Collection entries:
-------

//! Classification lexicon
//!
//! The sentiment tables, negation patterns, comparison keywords and
//! competitive pattern families are loaded from a versioned TOML asset
//! (`data/lexicon.toml`, compiled into the crate). A replacement file with
//! the same layout can be supplied through `ExtractionConfig::lexicon_path`.

use std::collections::BTreeMap;
use std::path::Path;
use std::sync::Arc;

use once_cell::sync::OnceCell;
use regex::Regex;
use serde::Deserialize;

use citelens_core::{CitelensError, Result};

/// Builtin lexicon source
pub const BUILTIN_LEXICON: &str = include_str!("../data/lexicon.toml");

/// Phrase weights must fall in this range
const MIN_WEIGHT: u32 = 1;
const MAX_WEIGHT: u32 = 3;

static BUILTIN: OnceCell<Arc<Lexicon>> = OnceCell::new();

// ============================================================================
// File layout
// ============================================================================

#[derive(Debug, Deserialize)]
#[serde(deny_unknown_fields)]
struct LexiconFile {
    version: String,
    threshold: u32,
    negation_penalty: u32,
    negations: Vec<String>,
    positive: BTreeMap<String, u32>,
    negative: BTreeMap<String, u32>,
    comparison: ComparisonSection,
    competitive: CompetitiveSection,
}

#[derive(Debug, Deserialize)]
#[serde(deny_unknown_fields)]
struct ComparisonSection {
    keywords: Vec<String>,
}

#[derive(Debug, Deserialize)]
#[serde(deny_unknown_fields)]
struct CompetitiveSection {
    better: Vec<String>,
    worse: Vec<String>,
    similar: Vec<String>,
}

// ============================================================================
// Lexicon
// ============================================================================

/// Competitive pattern families, checked in declaration order
#[derive(Debug, Clone)]
pub struct CompetitivePatterns {
    pub better: Vec<String>,
    pub worse: Vec<String>,
    pub similar: Vec<String>,
}

/// Validated, ready-to-use classification lexicon
#[derive(Debug, Clone)]
pub struct Lexicon {
    version: String,
    threshold: u32,
    negation_penalty: u32,
    positive: BTreeMap<String, u32>,
    negative: BTreeMap<String, u32>,
    negations: Vec<Regex>,
    comparison_keywords: Vec<String>,
    competitive: CompetitivePatterns,
}

impl Lexicon {
    /// Shared instance of the builtin lexicon, parsed on first use
    pub fn builtin() -> Result<Arc<Self>> {
        BUILTIN
            .get_or_try_init(|| Self::from_toml(BUILTIN_LEXICON).map(Arc::new))
            .cloned()
    }

    /// Load a lexicon from a TOML file
    pub fn from_file(path: impl AsRef<Path>) -> Result<Self> {
        let path = path.as_ref();
        let content = std::fs::read_to_string(path)?;
        Self::from_toml(&content)
            .map_err(|e| CitelensError::Lexicon(format!("{}: {e}", path.display())))
    }

    /// Parse and validate a lexicon from TOML source
    pub fn from_toml(source: &str) -> Result<Self> {
        let file: LexiconFile =
            toml::from_str(source).map_err(|e| CitelensError::Lexicon(e.to_string()))?;

        if file.threshold == 0 {
            return Err(CitelensError::Lexicon(
                "threshold must be greater than 0".to_string(),
            ));
        }

        let positive = normalize_table("positive", file.positive)?;
        let negative = normalize_table("negative", file.negative)?;

        let negations = file
            .negations
            .iter()
            .map(|pattern| {
                Regex::new(pattern).map_err(|e| {
                    CitelensError::Lexicon(format!("invalid negation pattern {pattern:?}: {e}"))
                })
            })
            .collect::<Result<Vec<_>>>()?;

        Ok(Self {
            version: file.version,
            threshold: file.threshold,
            negation_penalty: file.negation_penalty,
            positive,
            negative,
            negations,
            comparison_keywords: normalize_list("comparison.keywords", file.comparison.keywords)?,
            competitive: CompetitivePatterns {
                better: normalize_list("competitive.better", file.competitive.better)?,
                worse: normalize_list("competitive.worse", file.competitive.worse)?,
                similar: normalize_list("competitive.similar", file.competitive.similar)?,
            },
        })
    }

    pub fn version(&self) -> &str {
        &self.version
    }

    /// Minimum winning score for a non-neutral label
    pub fn threshold(&self) -> u32 {
        self.threshold
    }

    /// Penalty added per matching negation pattern
    pub fn negation_penalty(&self) -> u32 {
        self.negation_penalty
    }

    pub fn positive(&self) -> &BTreeMap<String, u32> {
        &self.positive
    }

    pub fn negative(&self) -> &BTreeMap<String, u32> {
        &self.negative
    }

    pub fn negations(&self) -> &[Regex] {
        &self.negations
    }

    pub fn comparison_keywords(&self) -> &[String] {
        &self.comparison_keywords
    }

    pub fn competitive(&self) -> &CompetitivePatterns {
        &self.competitive
    }

    /// Weight of a positive phrase, if listed
    pub fn positive_weight(&self, phrase: &str) -> Option<u32> {
        self.positive.get(&phrase.to_lowercase()).copied()
    }

    /// Weight of a negative phrase, if listed
    pub fn negative_weight(&self, phrase: &str) -> Option<u32> {
        self.negative.get(&phrase.to_lowercase()).copied()
    }
}

/// Lower-case phrases and check weights. Two spellings that collapse to the
/// same lower-case phrase are rejected rather than silently merged.
fn normalize_table(name: &str, table: BTreeMap<String, u32>) -> Result<BTreeMap<String, u32>> {
    if table.is_empty() {
        return Err(CitelensError::Lexicon(format!("{name} table is empty")));
    }

    let mut normalized = BTreeMap::new();
    for (phrase, weight) in table {
        if phrase.trim().is_empty() {
            return Err(CitelensError::Lexicon(format!(
                "{name} table contains an empty phrase"
            )));
        }
        if !(MIN_WEIGHT..=MAX_WEIGHT).contains(&weight) {
            return Err(CitelensError::Lexicon(format!(
                "{name} phrase {phrase:?} has weight {weight}, expected {MIN_WEIGHT}..={MAX_WEIGHT}"
            )));
        }
        if normalized.insert(phrase.to_lowercase(), weight).is_some() {
            return Err(CitelensError::Lexicon(format!(
                "{name} phrase {phrase:?} is listed twice"
            )));
        }
    }
    Ok(normalized)
}

fn normalize_list(name: &str, list: Vec<String>) -> Result<Vec<String>> {
    if list.iter().any(|k| k.trim().is_empty()) {
        return Err(CitelensError::Lexicon(format!("{name} contains an empty entry")));
    }
    Ok(list.into_iter().map(|k| k.to_lowercase()).collect())
}

#[cfg(test)]
mod tests {
    use super::*;

    #[test]
    fn test_builtin_lexicon_loads() {
        let lexicon = Lexicon::builtin().unwrap();
        assert_eq!(lexicon.version(), "1.0.0");
        assert_eq!(lexicon.threshold(), 2);
        assert_eq!(lexicon.negation_penalty(), 2);
        assert_eq!(lexicon.negations().len(), 6);
    }

    #[test]
    fn test_builtin_is_shared() {
        let a = Lexicon::builtin().unwrap();
        let b = Lexicon::builtin().unwrap();
        assert!(Arc::ptr_eq(&a, &b));
    }

    #[test]
    fn test_builtin_weights() {
        let lexicon = Lexicon::builtin().unwrap();
        assert_eq!(lexicon.positive_weight("industry leader"), Some(2));
        assert_eq!(lexicon.positive_weight("good"), Some(2));
        assert_eq!(lexicon.positive_weight("decent"), Some(1));
        assert_eq!(lexicon.positive_weight("excellent"), Some(3));
        assert_eq!(lexicon.negative_weight("poor quality"), Some(2));
        assert_eq!(lexicon.negative_weight("terrible"), Some(3));
        assert_eq!(lexicon.negative_weight("good"), None);

        assert!(lexicon
            .positive()
            .values()
            .chain(lexicon.negative().values())
            .all(|w| (1..=3).contains(w)));
    }

    #[test]
    fn test_builtin_keyword_lists() {
        let lexicon = Lexicon::builtin().unwrap();
        assert_eq!(lexicon.comparison_keywords().len(), 12);
        assert!(lexicon.comparison_keywords().iter().any(|k| k == "rather than"));

        let families = lexicon.competitive();
        assert_eq!(
            families.better,
            vec!["better", "superior", "outperforms", "leads", "ahead of"]
        );
        assert_eq!(families.worse, vec!["inferior", "behind", "lacks", "falls short"]);
        assert_eq!(
            families.similar,
            vec!["similar", "comparable", "like", "same as", "equivalent"]
        );
    }

    #[test]
    fn test_builtin_negation_patterns() {
        let lexicon = Lexicon::builtin().unwrap();
        let matches = |s: &str| lexicon.negations().iter().filter(|r| r.is_match(s)).count();

        assert_eq!(matches("This is not good"), 1);
        assert_eq!(matches("It doesn't work"), 1);
        assert_eq!(matches("I can't recommend it"), 1);
        assert_eq!(matches("It fails to deliver"), 1);
        assert_eq!(matches("It lacks features"), 1);
        assert_eq!(matches("There is no good option"), 1);
        // Patterns are case sensitive
        assert_eq!(matches("Not good"), 0);
    }

    const MINIMAL: &str = r#"
        version = "test"
        threshold = 2
        negation_penalty = 2
        negations = ["not good"]

        [positive]
        "Good" = 2

        [negative]
        "bad" = 2

        [comparison]
        keywords = ["vs"]

        [competitive]
        better = ["better"]
        worse = ["worse"]
        similar = ["similar"]
    "#;

    #[test]
    fn test_custom_lexicon_is_lowercased() {
        let lexicon = Lexicon::from_toml(MINIMAL).unwrap();
        assert_eq!(lexicon.positive_weight("good"), Some(2));
        assert_eq!(lexicon.version(), "test");
    }

    #[test]
    fn test_weight_out_of_range_rejected() {
        let source = MINIMAL.replace("\"bad\" = 2", "\"bad\" = 5");
        let err = Lexicon::from_toml(&source).unwrap_err();
        assert!(matches!(err, CitelensError::Lexicon(_)));
    }

    #[test]
    fn test_invalid_negation_rejected() {
        let source = MINIMAL.replace("\"not good\"", "\"not (good\"");
        assert!(Lexicon::from_toml(&source).is_err());
    }

    #[test]
    fn test_case_collision_rejected() {
        let source = MINIMAL.replace("\"Good\" = 2", "\"Good\" = 2\n\"good\" = 1");
        assert!(Lexicon::from_toml(&source).is_err());
    }

    #[test]
    fn test_unknown_field_rejected() {
        let source = format!("extra = 1\n{MINIMAL}");
        assert!(Lexicon::from_toml(&source).is_err());
    }
}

-------

EXERCISE AIM ::
Lines that contain "worse" are the result; find them in the entries above and copy each one.

EXPECTED ANSWER ::
    worse: Vec<String>,
    pub worse: Vec<String>,
                worse: normalize_list("competitive.worse", file.competitive.worse)?,
        assert_eq!(families.worse, vec!["inferior", "behind", "lacks", "falls short"]);
        worse = ["worse"]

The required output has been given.